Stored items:
◇ ◇ ◇ ◇

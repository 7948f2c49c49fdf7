use super::error::DhtError;
use super::node::{peer_from_compact, peer_to_compact, Node, NodeId, COMPACT_NODE_LEN};
use crate::bencode::{decode, encode, DictBuilder, Value};
use bytes::Bytes;
use std::collections::BTreeMap;
use std::fmt;
use std::net::SocketAddr;

pub type TransactionId = Bytes;

type Dict = BTreeMap<Bytes, Value>;

#[derive(Debug, Clone, Copy, PartialEq, Eq, Hash)]
pub enum QueryKind {
    Ping,
    FindNode,
    GetPeers,
    AnnouncePeer,
}

impl QueryKind {
    pub fn as_str(&self) -> &'static str {
        match self {
            QueryKind::Ping => "ping",
            QueryKind::FindNode => "find_node",
            QueryKind::GetPeers => "get_peers",
            QueryKind::AnnouncePeer => "announce_peer",
        }
    }

    pub fn from_name(name: &[u8]) -> Option<Self> {
        match name {
            b"ping" => Some(QueryKind::Ping),
            b"find_node" => Some(QueryKind::FindNode),
            b"get_peers" => Some(QueryKind::GetPeers),
            b"announce_peer" => Some(QueryKind::AnnouncePeer),
            _ => None,
        }
    }
}

impl fmt::Display for QueryKind {
    fn fmt(&self, f: &mut fmt::Formatter<'_>) -> fmt::Result {
        f.write_str(self.as_str())
    }
}

/// Arguments of a KRPC query, without the sender id.
#[derive(Debug, Clone, PartialEq, Eq)]
pub enum DhtQuery {
    Ping,
    FindNode {
        target: NodeId,
    },
    GetPeers {
        info_hash: [u8; 20],
    },
    AnnouncePeer {
        info_hash: [u8; 20],
        port: u16,
        token: Bytes,
        implied_port: bool,
    },
}

impl DhtQuery {
    pub fn kind(&self) -> QueryKind {
        match self {
            DhtQuery::Ping => QueryKind::Ping,
            DhtQuery::FindNode { .. } => QueryKind::FindNode,
            DhtQuery::GetPeers { .. } => QueryKind::GetPeers,
            DhtQuery::AnnouncePeer { .. } => QueryKind::AnnouncePeer,
        }
    }

    /// The key this query is about, if any.
    pub fn target(&self) -> Option<NodeId> {
        match self {
            DhtQuery::Ping => None,
            DhtQuery::FindNode { target } => Some(*target),
            DhtQuery::GetPeers { info_hash } | DhtQuery::AnnouncePeer { info_hash, .. } => {
                Some(NodeId(*info_hash))
            }
        }
    }
}

/// The `r` dictionary of a KRPC response.
///
/// One shape covers all four query kinds; which fields are set depends on
/// the query it answers.
#[derive(Debug, Clone)]
pub struct DhtResponse {
    pub id: NodeId,
    pub token: Option<Bytes>,
    pub nodes: Option<Vec<Node>>,
    pub values: Option<Vec<SocketAddr>>,
}

impl DhtResponse {
    pub fn new(id: NodeId) -> Self {
        Self {
            id,
            token: None,
            nodes: None,
            values: None,
        }
    }

    pub fn with_token(mut self, token: Bytes) -> Self {
        self.token = Some(token);
        self
    }

    pub fn with_nodes(mut self, nodes: Vec<Node>) -> Self {
        self.nodes = Some(nodes);
        self
    }

    pub fn with_values(mut self, values: Vec<SocketAddr>) -> Self {
        self.values = Some(values);
        self
    }
}

#[derive(Debug, Clone)]
pub enum DhtMessage {
    Query {
        transaction_id: TransactionId,
        sender_id: NodeId,
        query: DhtQuery,
    },
    Response {
        transaction_id: TransactionId,
        response: DhtResponse,
    },
    Error {
        transaction_id: TransactionId,
        code: i64,
        message: String,
    },
}

impl DhtMessage {
    pub fn query(transaction_id: TransactionId, sender_id: NodeId, query: DhtQuery) -> Self {
        DhtMessage::Query {
            transaction_id,
            sender_id,
            query,
        }
    }

    pub fn response(transaction_id: TransactionId, response: DhtResponse) -> Self {
        DhtMessage::Response {
            transaction_id,
            response,
        }
    }

    pub fn error(transaction_id: TransactionId, code: i64, message: impl Into<String>) -> Self {
        DhtMessage::Error {
            transaction_id,
            code,
            message: message.into(),
        }
    }

    pub fn transaction_id(&self) -> &TransactionId {
        match self {
            DhtMessage::Query { transaction_id, .. }
            | DhtMessage::Response { transaction_id, .. }
            | DhtMessage::Error { transaction_id, .. } => transaction_id,
        }
    }

    pub fn parse(data: &[u8]) -> Result<Self, DhtError> {
        let dict = decode(data)?
            .and_then(Value::into_dict)
            .ok_or_else(|| DhtError::InvalidMessage("expected dict".into()))?;

        let transaction_id = dict
            .get(b"t".as_slice())
            .and_then(|v| v.as_bytes())
            .cloned()
            .ok_or_else(|| DhtError::InvalidMessage("missing transaction id".into()))?;

        let msg_type = dict
            .get(b"y".as_slice())
            .and_then(|v| v.as_bytes())
            .ok_or_else(|| DhtError::InvalidMessage("missing message type".into()))?;

        match msg_type.as_ref() {
            b"q" => Self::parse_query(transaction_id, &dict),
            b"r" => Self::parse_response(transaction_id, &dict),
            b"e" => Self::parse_error(transaction_id, &dict),
            other => Err(DhtError::InvalidMessage(format!(
                "unknown message type: {}",
                String::from_utf8_lossy(other)
            ))),
        }
    }

    fn parse_query(transaction_id: TransactionId, dict: &Dict) -> Result<Self, DhtError> {
        let name = dict
            .get(b"q".as_slice())
            .and_then(|v| v.as_bytes())
            .ok_or_else(|| DhtError::InvalidMessage("missing query name".into()))?;

        let kind = QueryKind::from_name(name)
            .ok_or_else(|| DhtError::UnknownQuery(String::from_utf8_lossy(name).into_owned()))?;

        let (sender_id, query) =
            query_args(kind, dict).map_err(|e| DhtError::MalformedQuery {
                transaction_id: transaction_id.clone(),
                message: e.to_string(),
            })?;

        Ok(DhtMessage::Query {
            transaction_id,
            sender_id,
            query,
        })
    }

    fn parse_response(transaction_id: TransactionId, dict: &Dict) -> Result<Self, DhtError> {
        let resp = dict
            .get(b"r".as_slice())
            .and_then(|v| v.as_dict())
            .ok_or_else(|| DhtError::InvalidMessage("missing response dict".into()))?;

        let id = resp
            .get(b"id".as_slice())
            .and_then(|v| v.as_bytes())
            .ok_or_else(|| DhtError::InvalidMessage("missing id in response".into()))
            .and_then(|b| NodeId::from_bytes(b))?;

        let nodes = resp
            .get(b"nodes".as_slice())
            .and_then(|v| v.as_bytes())
            .map(|data| {
                data.chunks_exact(COMPACT_NODE_LEN)
                    .filter_map(Node::from_compact)
                    .collect()
            });

        let values = resp
            .get(b"values".as_slice())
            .and_then(|v| v.as_list())
            .map(|list| {
                list.iter()
                    .filter_map(|v| v.as_bytes())
                    .filter_map(|b| peer_from_compact(b))
                    .collect()
            });

        let token = resp
            .get(b"token".as_slice())
            .and_then(|v| v.as_bytes())
            .cloned();

        Ok(DhtMessage::Response {
            transaction_id,
            response: DhtResponse {
                id,
                token,
                nodes,
                values,
            },
        })
    }

    fn parse_error(transaction_id: TransactionId, dict: &Dict) -> Result<Self, DhtError> {
        let error = dict
            .get(b"e".as_slice())
            .and_then(|v| v.as_list())
            .ok_or_else(|| DhtError::InvalidMessage("missing error list".into()))?;

        let code = error.first().and_then(|v| v.as_integer()).unwrap_or(0);

        let message = error
            .get(1)
            .and_then(|v| v.as_str())
            .unwrap_or("unknown error")
            .to_string();

        Ok(DhtMessage::Error {
            transaction_id,
            code,
            message,
        })
    }

    pub fn encode(&self) -> Vec<u8> {
        let envelope = match self {
            DhtMessage::Query {
                transaction_id,
                sender_id,
                query,
            } => {
                let args = DictBuilder::new().insert("id", Value::bytes(sender_id.as_bytes()));

                let args = match query {
                    DhtQuery::Ping => args,
                    DhtQuery::FindNode { target } => {
                        args.insert("target", Value::bytes(target.as_bytes()))
                    }
                    DhtQuery::GetPeers { info_hash } => {
                        args.insert("info_hash", Value::bytes(info_hash))
                    }
                    DhtQuery::AnnouncePeer {
                        info_hash,
                        port,
                        token,
                        implied_port,
                    } => args
                        .insert("info_hash", Value::bytes(info_hash))
                        .insert("port", i64::from(*port))
                        .insert("token", token.clone())
                        .insert_opt("implied_port", implied_port.then_some(1i64)),
                };

                DictBuilder::new()
                    .insert("t", transaction_id.clone())
                    .insert("y", "q")
                    .insert("q", query.kind().as_str())
                    .insert("a", args.build())
            }
            DhtMessage::Response {
                transaction_id,
                response,
            } => {
                let nodes = response.nodes.as_ref().map(|nodes| {
                    let compact: Vec<u8> = nodes
                        .iter()
                        .filter_map(|n| n.to_compact())
                        .flatten()
                        .collect();
                    Value::Bytes(Bytes::from(compact))
                });

                let values = response.values.as_ref().map(|peers| {
                    Value::List(
                        peers
                            .iter()
                            .filter_map(peer_to_compact)
                            .map(|p| Value::bytes(&p))
                            .collect(),
                    )
                });

                let body = DictBuilder::new()
                    .insert("id", Value::bytes(response.id.as_bytes()))
                    .insert_opt("token", response.token.clone())
                    .insert_opt("nodes", nodes)
                    .insert_opt("values", values);

                DictBuilder::new()
                    .insert("t", transaction_id.clone())
                    .insert("y", "r")
                    .insert("r", body.build())
            }
            DhtMessage::Error {
                transaction_id,
                code,
                message,
            } => DictBuilder::new()
                .insert("t", transaction_id.clone())
                .insert("y", "e")
                .insert(
                    "e",
                    Value::List(vec![Value::Integer(*code), Value::string(message)]),
                ),
        };

        encode(&envelope.build())
    }
}

/// Sender id and typed arguments of a query whose name is known.
fn query_args(kind: QueryKind, dict: &Dict) -> Result<(NodeId, DhtQuery), DhtError> {
    let args = dict
        .get(b"a".as_slice())
        .and_then(|v| v.as_dict())
        .ok_or_else(|| DhtError::InvalidMessage("missing query args".into()))?;

    let sender_id = args
        .get(b"id".as_slice())
        .and_then(|v| v.as_bytes())
        .ok_or_else(|| DhtError::InvalidMessage("missing sender id".into()))
        .and_then(|b| NodeId::from_bytes(b))?;

    let query = match kind {
        QueryKind::Ping => DhtQuery::Ping,
        QueryKind::FindNode => DhtQuery::FindNode {
            target: NodeId(hash_arg(args, b"target")?),
        },
        QueryKind::GetPeers => DhtQuery::GetPeers {
            info_hash: hash_arg(args, b"info_hash")?,
        },
        QueryKind::AnnouncePeer => {
            let port = args
                .get(b"port".as_slice())
                .and_then(|v| v.as_integer())
                .and_then(|p| u16::try_from(p).ok())
                .ok_or_else(|| DhtError::InvalidMessage("missing or invalid port".into()))?;

            let token = args
                .get(b"token".as_slice())
                .and_then(|v| v.as_bytes())
                .cloned()
                .ok_or_else(|| DhtError::InvalidMessage("missing token".into()))?;

            let implied_port = args
                .get(b"implied_port".as_slice())
                .and_then(|v| v.as_integer())
                .is_some_and(|v| v == 1);

            DhtQuery::AnnouncePeer {
                info_hash: hash_arg(args, b"info_hash")?,
                port,
                token,
                implied_port,
            }
        }
    };

    Ok((sender_id, query))
}

fn hash_arg(args: &Dict, key: &[u8]) -> Result<[u8; 20], DhtError> {
    args.get(key)
        .and_then(|v| v.as_bytes())
        .and_then(|b| <[u8; 20]>::try_from(b.as_ref()).ok())
        .ok_or_else(|| {
            DhtError::InvalidMessage(format!("missing or invalid {}", String::from_utf8_lossy(key)))
        })
}
use std::collections::BTreeMap;
use std::net::{IpAddr, Ipv4Addr, Ipv6Addr, SocketAddr};

use bytes::Bytes;

use super::error::TrackerError;
use crate::bencode::{decode, Value};

/// A peer returned by a tracker. Only dictionary-style responses carry ids.
#[derive(Debug, Clone, PartialEq, Eq)]
pub struct Peer {
    pub addr: SocketAddr,
    pub peer_id: Option<[u8; 20]>,
}

impl Peer {
    pub fn new(addr: SocketAddr) -> Self {
        Self {
            addr,
            peer_id: None,
        }
    }

    pub fn with_id(addr: SocketAddr, peer_id: [u8; 20]) -> Self {
        Self {
            addr,
            peer_id: Some(peer_id),
        }
    }

    fn from_dict(dict: &BTreeMap<Bytes, Value>) -> Option<Self> {
        let ip: IpAddr = dict
            .get(b"ip".as_slice())
            .and_then(|v| v.as_str())
            .and_then(|s| s.parse().ok())?;
        let port = dict
            .get(b"port".as_slice())
            .and_then(|v| v.as_integer())
            .and_then(|p| u16::try_from(p).ok())?;
        let peer_id = dict
            .get(b"peer id".as_slice())
            .and_then(|v| v.as_bytes())
            .and_then(|b| <[u8; 20]>::try_from(b.as_ref()).ok());

        Some(Self {
            addr: SocketAddr::new(ip, port),
            peer_id,
        })
    }
}

#[derive(Debug, Clone, Copy, PartialEq, Eq)]
pub enum TrackerEvent {
    None,
    Started,
    Stopped,
    Completed,
}

impl TrackerEvent {
    pub fn as_str(&self) -> &'static str {
        match self {
            TrackerEvent::None => "",
            TrackerEvent::Started => "started",
            TrackerEvent::Stopped => "stopped",
            TrackerEvent::Completed => "completed",
        }
    }

    pub fn as_udp_id(&self) -> u32 {
        match self {
            TrackerEvent::None => 0,
            TrackerEvent::Completed => 1,
            TrackerEvent::Started => 2,
            TrackerEvent::Stopped => 3,
        }
    }
}

#[derive(Debug, Clone, Default, PartialEq, Eq)]
pub struct AnnounceResponse {
    pub interval: u32,
    pub min_interval: Option<u32>,
    /// Seeders.
    pub complete: Option<u32>,
    /// Leechers.
    pub incomplete: Option<u32>,
    pub peers: Vec<Peer>,
    pub warning_message: Option<String>,
    pub tracker_id: Option<String>,
}

impl AnnounceResponse {
    pub fn new(interval: u32) -> Self {
        Self {
            interval,
            ..Self::default()
        }
    }

    pub fn peer_addrs(&self) -> Vec<SocketAddr> {
        self.peers.iter().map(|p| p.addr).collect()
    }
}

/// Swarm counts for one info-hash.
#[derive(Debug, Clone, Copy, Default, PartialEq, Eq)]
pub struct ScrapeFile {
    pub info_hash: [u8; 20],
    pub complete: u32,
    pub incomplete: u32,
    pub downloaded: u32,
}

#[derive(Debug, Clone, Default, PartialEq, Eq)]
pub struct ScrapeResponse {
    pub files: Vec<ScrapeFile>,
}

impl ScrapeResponse {
    pub fn get(&self, info_hash: &[u8; 20]) -> Option<&ScrapeFile> {
        self.files.iter().find(|f| &f.info_hash == info_hash)
    }
}

/// Decodes a bencoded HTTP announce response.
///
/// Accepts both the compact (6 bytes per peer) and the dictionary `peers`
/// format, plus compact `peers6`. A `failure reason` becomes
/// [`TrackerError::Failure`].
pub fn parse_announce_response(body: &[u8]) -> Result<AnnounceResponse, TrackerError> {
    let dict = root_dict(body)?;

    if let Some(failure) = dict
        .get(b"failure reason".as_slice())
        .and_then(|v| v.as_str())
    {
        return Err(TrackerError::Failure(failure.to_string()));
    }

    let interval = int_field(&dict, b"interval")
        .ok_or_else(|| TrackerError::InvalidResponse("missing interval".into()))?;

    let mut response = AnnounceResponse::new(interval);
    response.min_interval = int_field(&dict, b"min interval");
    response.complete = int_field(&dict, b"complete");
    response.incomplete = int_field(&dict, b"incomplete");
    response.warning_message = str_field(&dict, b"warning message");
    response.tracker_id = str_field(&dict, b"tracker id");

    match dict.get(b"peers".as_slice()) {
        Some(Value::Bytes(compact)) => {
            response.peers = parse_compact_peers(compact)
                .into_iter()
                .map(Peer::new)
                .collect();
        }
        Some(Value::List(list)) => {
            response.peers = list
                .iter()
                .filter_map(Value::as_dict)
                .filter_map(Peer::from_dict)
                .collect();
        }
        _ => {}
    }

    if let Some(peers6) = dict.get(b"peers6".as_slice()).and_then(|v| v.as_bytes()) {
        response
            .peers
            .extend(parse_compact_peers6(peers6).into_iter().map(Peer::new));
    }

    Ok(response)
}

/// Decodes a bencoded HTTP scrape response (`files` keyed by info-hash).
pub fn parse_scrape_response(body: &[u8]) -> Result<ScrapeResponse, TrackerError> {
    let dict = root_dict(body)?;

    if let Some(failure) = dict
        .get(b"failure reason".as_slice())
        .and_then(|v| v.as_str())
    {
        return Err(TrackerError::Failure(failure.to_string()));
    }

    let files = dict
        .get(b"files".as_slice())
        .and_then(|v| v.as_dict())
        .ok_or_else(|| TrackerError::InvalidResponse("missing files".into()))?;

    let files = files
        .iter()
        .filter_map(|(hash, stats)| {
            let info_hash = <[u8; 20]>::try_from(hash.as_ref()).ok()?;
            let stats = stats.as_dict()?;
            Some(ScrapeFile {
                info_hash,
                complete: int_field(stats, b"complete").unwrap_or(0),
                incomplete: int_field(stats, b"incomplete").unwrap_or(0),
                downloaded: int_field(stats, b"downloaded").unwrap_or(0),
            })
        })
        .collect();

    Ok(ScrapeResponse { files })
}

/// Derives the scrape URL from an announce URL (BEP-48 convention): the last
/// path segment must start with `announce`, which is replaced by `scrape`.
pub fn scrape_url(announce: &str) -> Option<String> {
    let slash = announce.rfind('/')?;
    let (base, segment) = announce.split_at(slash + 1);
    let rest = segment.strip_prefix("announce")?;
    Some(format!("{}scrape{}", base, rest))
}

pub fn parse_compact_peers(data: &[u8]) -> Vec<SocketAddr> {
    data.chunks_exact(6)
        .map(|c| {
            let ip = Ipv4Addr::new(c[0], c[1], c[2], c[3]);
            SocketAddr::new(IpAddr::V4(ip), u16::from_be_bytes([c[4], c[5]]))
        })
        .collect()
}

pub fn parse_compact_peers6(data: &[u8]) -> Vec<SocketAddr> {
    data.chunks_exact(18)
        .filter_map(|c| {
            let ip: [u8; 16] = c[..16].try_into().ok()?;
            let port = u16::from_be_bytes([c[16], c[17]]);
            Some(SocketAddr::new(IpAddr::V6(Ipv6Addr::from(ip)), port))
        })
        .collect()
}

fn root_dict(body: &[u8]) -> Result<BTreeMap<Bytes, Value>, TrackerError> {
    decode(body)?
        .and_then(Value::into_dict)
        .ok_or_else(|| TrackerError::InvalidResponse("expected dict".into()))
}

fn int_field(dict: &BTreeMap<Bytes, Value>, key: &[u8]) -> Option<u32> {
    dict.get(key)
        .and_then(|v| v.as_integer())
        .and_then(|v| u32::try_from(v).ok())
}

fn str_field(dict: &BTreeMap<Bytes, Value>, key: &[u8]) -> Option<String> {
    dict.get(key).and_then(|v| v.as_str()).map(String::from)
}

◇ ◇ ◇ ◇

Exactly as they stand, set down the lines from the top of the data through the line with "use std::net::SocketAddr;".

:: Answer area ::
repository 7948f2c49c49fdf7
use super::error::DhtError;
use super::node::{peer_from_compact, peer_to_compact, Node, NodeId, COMPACT_NODE_LEN};
use crate::bencode::{decode, encode, DictBuilder, Value};
use bytes::Bytes;
use std::collections::BTreeMap;
use std::fmt;
use std::net::SocketAddr;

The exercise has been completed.